Initially, others were not bowled over.
"I went to sleep and I think at that time two, maybe three of my friends had shared it. I woke up to, I think it said it was shared over 70 times," Erica Triantafilo said.
When the media discovered it Wednesday morning, those numbers skyrocketed, and suddenly everyone had to share it or tweet it, say a few words -- or interview the Triantafilos.
By Wednesday night, serious media from Taiwan to the Netherlands had linked to the story and commentators were posting away.
Actor-director George Takei of "Star Trek" fame shared the video on Facebook, and by nightfall Wednesday more than 87,000 people had liked it.
Former vice presidential candidate Sarah Palin tweeted about Tara early Wednesday evening and used one of two popular hashtags that summed up what everyone was thinking.
Hers was #herocat, although #NinjaCat was a popular variant.
Roger Triantafilo went to work briefly Wednesday, but came home as it became clear his family was not exactly anonymous any more.
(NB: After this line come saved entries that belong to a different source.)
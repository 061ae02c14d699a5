use crate::config::CACHE_VERSION;
use crate::index::DumpIndex;
use anyhow::{Context, Result};
use bincode::Options;
use serde::{Deserialize, Serialize};
use std::fs::{self, File};
use std::io::{BufReader, BufWriter};
use std::path::{Path, PathBuf};
use std::time::SystemTime;
use tracing::{info, warn};

#[derive(Serialize, Deserialize)]
pub struct CacheMetadata {
    pub version: u32,
    pub dump_path: String,
    pub dump_mtime: u64,
    pub dump_size: u64,
    pub system_count: usize,
    pub faction_count: usize,
    pub station_count: usize,
}

#[derive(Deserialize)]
struct IndexCacheDe {
    metadata: CacheMetadata,
    index: DumpIndex,
}

/// Borrows the index to avoid cloning every name during serialization.
#[derive(Serialize)]
struct IndexCacheSer<'a> {
    metadata: CacheMetadata,
    index: &'a DumpIndex,
}

pub fn cache_path(dir: &Path) -> PathBuf {
    dir.join("dump-index.cache")
}

fn get_dump_metadata(dump_path: &Path) -> Result<(u64, u64)> {
    let metadata = fs::metadata(dump_path)
        .with_context(|| format!("Failed to get metadata for: {:?}", dump_path))?;
    let mtime = metadata
        .modified()
        .context("Failed to get modification time")?
        .duration_since(SystemTime::UNIX_EPOCH)
        .context("Invalid modification time")?
        .as_secs();
    let size = metadata.len();
    Ok((mtime, size))
}

/// Returns `Ok(Some(index))` if the cache is valid, `Ok(None)` if missing or stale.
pub fn try_load_index(cache_path: &Path, dump_path: &Path) -> Result<Option<DumpIndex>> {
    if !cache_path.exists() {
        return Ok(None);
    }

    let file_size = fs::metadata(cache_path).map(|m| m.len()).unwrap_or(0);

    let file = File::open(cache_path).context("Failed to open cache file")?;
    let reader = BufReader::with_capacity(256 * 1024, file);

    let options = bincode::options().with_limit(file_size.saturating_add(1024));

    let cache: IndexCacheDe = match options.deserialize_from(reader) {
        Ok(c) => c,
        Err(e) => {
            warn!(error = %e, "Cache file is corrupt or unreadable");
            return Ok(None);
        }
    };

    if cache.metadata.version != CACHE_VERSION {
        info!(
            cached = cache.metadata.version,
            current = CACHE_VERSION,
            "Cache version mismatch"
        );
        return Ok(None);
    }

    let current = dump_path.to_string_lossy();
    if cache.metadata.dump_path != current {
        info!(
            cached = cache.metadata.dump_path,
            current = %current,
            "Cache dump path mismatch"
        );
        return Ok(None);
    }

    let (mtime, size) = get_dump_metadata(dump_path)?;
    if cache.metadata.dump_mtime != mtime || cache.metadata.dump_size != size {
        info!(
            cached_mtime = cache.metadata.dump_mtime,
            current_mtime = mtime,
            cached_size = cache.metadata.dump_size,
            current_size = size,
            "Dump has changed since cache was created"
        );
        return Ok(None);
    }

    info!(
        systems = cache.metadata.system_count,
        factions = cache.metadata.faction_count,
        stations = cache.metadata.station_count,
        "Name index loaded from cache"
    );

    Ok(Some(cache.index))
}

/// Serializes the index by reference and writes atomically via rename.
pub fn save_index(index: &DumpIndex, dump_path: &Path, dir: &Path) -> Result<()> {
    let path = cache_path(dir);

    fs::create_dir_all(dir).with_context(|| format!("Failed to create directory: {:?}", dir))?;

    let (mtime, size) = get_dump_metadata(dump_path)?;

    let cache = IndexCacheSer {
        metadata: CacheMetadata {
            version: CACHE_VERSION,
            dump_path: dump_path.to_string_lossy().to_string(),
            dump_mtime: mtime,
            dump_size: size,
            system_count: index.names.systems.len(),
            faction_count: index.names.factions.len(),
            station_count: index.names.stations.len(),
        },
        index,
    };

    let tmp_path = path.with_extension("cache.tmp");
    let file = File::create(&tmp_path)
        .with_context(|| format!("Failed to create temp cache file: {:?}", tmp_path))?;
    let writer = BufWriter::new(file);

    bincode::DefaultOptions::new()
        .serialize_into(writer, &cache)
        .context("Failed to serialize name index cache")?;

    fs::rename(&tmp_path, &path)
        .with_context(|| format!("Failed to rename temp cache file to: {:?}", path))?;

    info!(
        systems = cache.metadata.system_count,
        path = ?path,
        "Name index cache saved"
    );

    Ok(())
}

/// Cached index when still valid, otherwise a fresh scan that is then cached.
pub fn load_or_build(dump_path: &Path, dir: &Path) -> Result<DumpIndex> {
    if let Some(index) = try_load_index(&cache_path(dir), dump_path)? {
        return Ok(index);
    }
    info!("Building name index (cache miss or invalid)");

    let index = DumpIndex::build(dump_path)?;
    if let Err(e) = save_index(&index, dump_path, dir) {
        warn!(error = %e, "Failed to save name index cache");
    }
    Ok(index)
}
"From 8 o'clock on, we've been getting calls nonstop. My husband's work said, 'This is insane, we've been getting flooded'" with calls, Erica Triantafilo said.
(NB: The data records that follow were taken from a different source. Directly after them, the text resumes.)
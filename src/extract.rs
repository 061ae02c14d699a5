use crate::config::PROGRESS_INTERVAL;
use crate::lookup::LookupTables;
use crate::parser::{open_dump, parse_system_line};
use crate::partition::{StripedLines, WorkUnit};
use crate::registry::NameRegistry;
use crate::report::{self, WorkerReport};
use crate::stats::TransformStats;
use crate::store;
use crate::transform::{transform_system, TransformContext};
use crate::writer::PartialResultWriter;
use anyhow::{Context, Result};
use chrono::Utc;
use std::path::PathBuf;
use std::time::Instant;
use tracing::{debug, error, info, warn};

/// Everything one worker needs to process its stripe of the dump.
#[derive(Debug, Clone)]
pub struct WorkerConfig {
    pub dump: PathBuf,
    pub db: PathBuf,
    pub registry_dir: PathBuf,
    pub scratch_dir: PathBuf,
    pub unit: WorkUnit,
    pub include_market: bool,
}

/// Entry point of a worker process: loads its own lookups and registry snapshot.
pub fn run_worker(config: &WorkerConfig) -> Result<WorkerReport> {
    let lookups = {
        let conn = store::open(&config.db)?;
        LookupTables::load(&conn)?
    };
    let registry = NameRegistry::load(&config.registry_dir)?;
    run_worker_with(config, &registry, &lookups)
}

/// Transforms every line owned by `config.unit` and writes the partial results.
///
/// Bad lines and unregistered systems are logged and counted, never fatal. Only I/O
/// failures on the dump or the output files abort the worker.
pub fn run_worker_with(
    config: &WorkerConfig,
    registry: &NameRegistry,
    lookups: &LookupTables,
) -> Result<WorkerReport> {
    let start = Instant::now();
    let worker = config.unit.worker_id;
    let ctx = TransformContext {
        registry,
        lookups,
        include_market: config.include_market,
        fallback_time: Utc::now().timestamp(),
    };

    let stats = TransformStats::new();
    let mut writer = PartialResultWriter::create(&config.scratch_dir, config.unit)?;
    let reader = open_dump(&config.dump)?;
    let mut lines = StripedLines::new(reader, config.unit);

    info!(
        worker,
        total = config.unit.total_workers,
        "Worker started"
    );

    for line in lines.by_ref() {
        let line = line.with_context(|| format!("Failed to read dump: {:?}", config.dump))?;
        stats.inc_lines();

        match parse_system_line(&line.bytes) {
            Ok(Some(raw)) => match transform_system(&raw, &ctx) {
                Ok(result) => {
                    for skip in &result.skipped {
                        debug!(worker, line = line.index, reason = ?skip.reason, name = %skip.name, "Dropped nested item");
                    }
                    stats.record(&result);
                    writer.write_result(&result)?;
                }
                Err(e) => {
                    stats.inc_missing_ids();
                    error!(worker, line = line.index, error = %e, "Dropping system");
                }
            },
            Ok(None) => {}
            Err(e) => {
                stats.inc_malformed();
                warn!(worker, line = line.index, error = %e, "Skipping malformed dump line");
            }
        }

        if stats.lines() % PROGRESS_INTERVAL == 0 {
            info!(
                worker,
                lines = stats.lines(),
                systems = stats.systems(),
                "Worker progress"
            );
        }
    }

    let rows = writer.finish()?;
    let report = WorkerReport::new(&config.dump, config.unit, stats.to_counts(), rows)?;
    report::save(&config.scratch_dir, &report)?;

    info!(
        worker,
        lines_seen = lines.lines_seen(),
        systems = report.counts.systems,
        malformed = report.counts.malformed_lines,
        missing_ids = report.counts.missing_ids,
        duration_secs = start.elapsed().as_secs_f64(),
        "Worker finished"
    );
    Ok(report)
}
"They found me on LinkedIn or something," Roger Triantafilo said.
The Triantafilos faced Bakersfield's three television channels, a Californian reporter and photographer, and by early afternoon they and Jeremy sat down with ABC Network News Correspondent David Wright, who drove up from Los Angeles with his dog Siba, a Belgian Shepherd.
Wright, his news organization's website points out, has been to Iraq more than a dozen times, won an Emmy for reports from the Middle East -- and even followed President Barack Obama on the campaign trail in the early days before Obama secured the Democratic nomination.
Jeremy had been dragged by the leg down his own driveway just the previous afternoon by the dog that attacked him -- but he gamely went out to meet Siba before Wright's interview.
Bakersfield police Sgt. Joe Grubbs -- whose agency had fielded calls from Canadian news media and the New York Times -- had a theory on why the story took off.
"It's kind of got the perfect combination of events -- a small child is attacked and a cat saves him," Grubbs said. "That's kind of the opposite of how it normally happens. And there's a happy ending. Kind of tugs at our heartstrings a little bit."
Jeremy's father said this is what security cameras are made for -- in a way.
"Honestly, this is what it's made for. Not necessarily for this, but for catching what did happen," Eric Triantafilo said. "You really want to know if something happens how did it happen."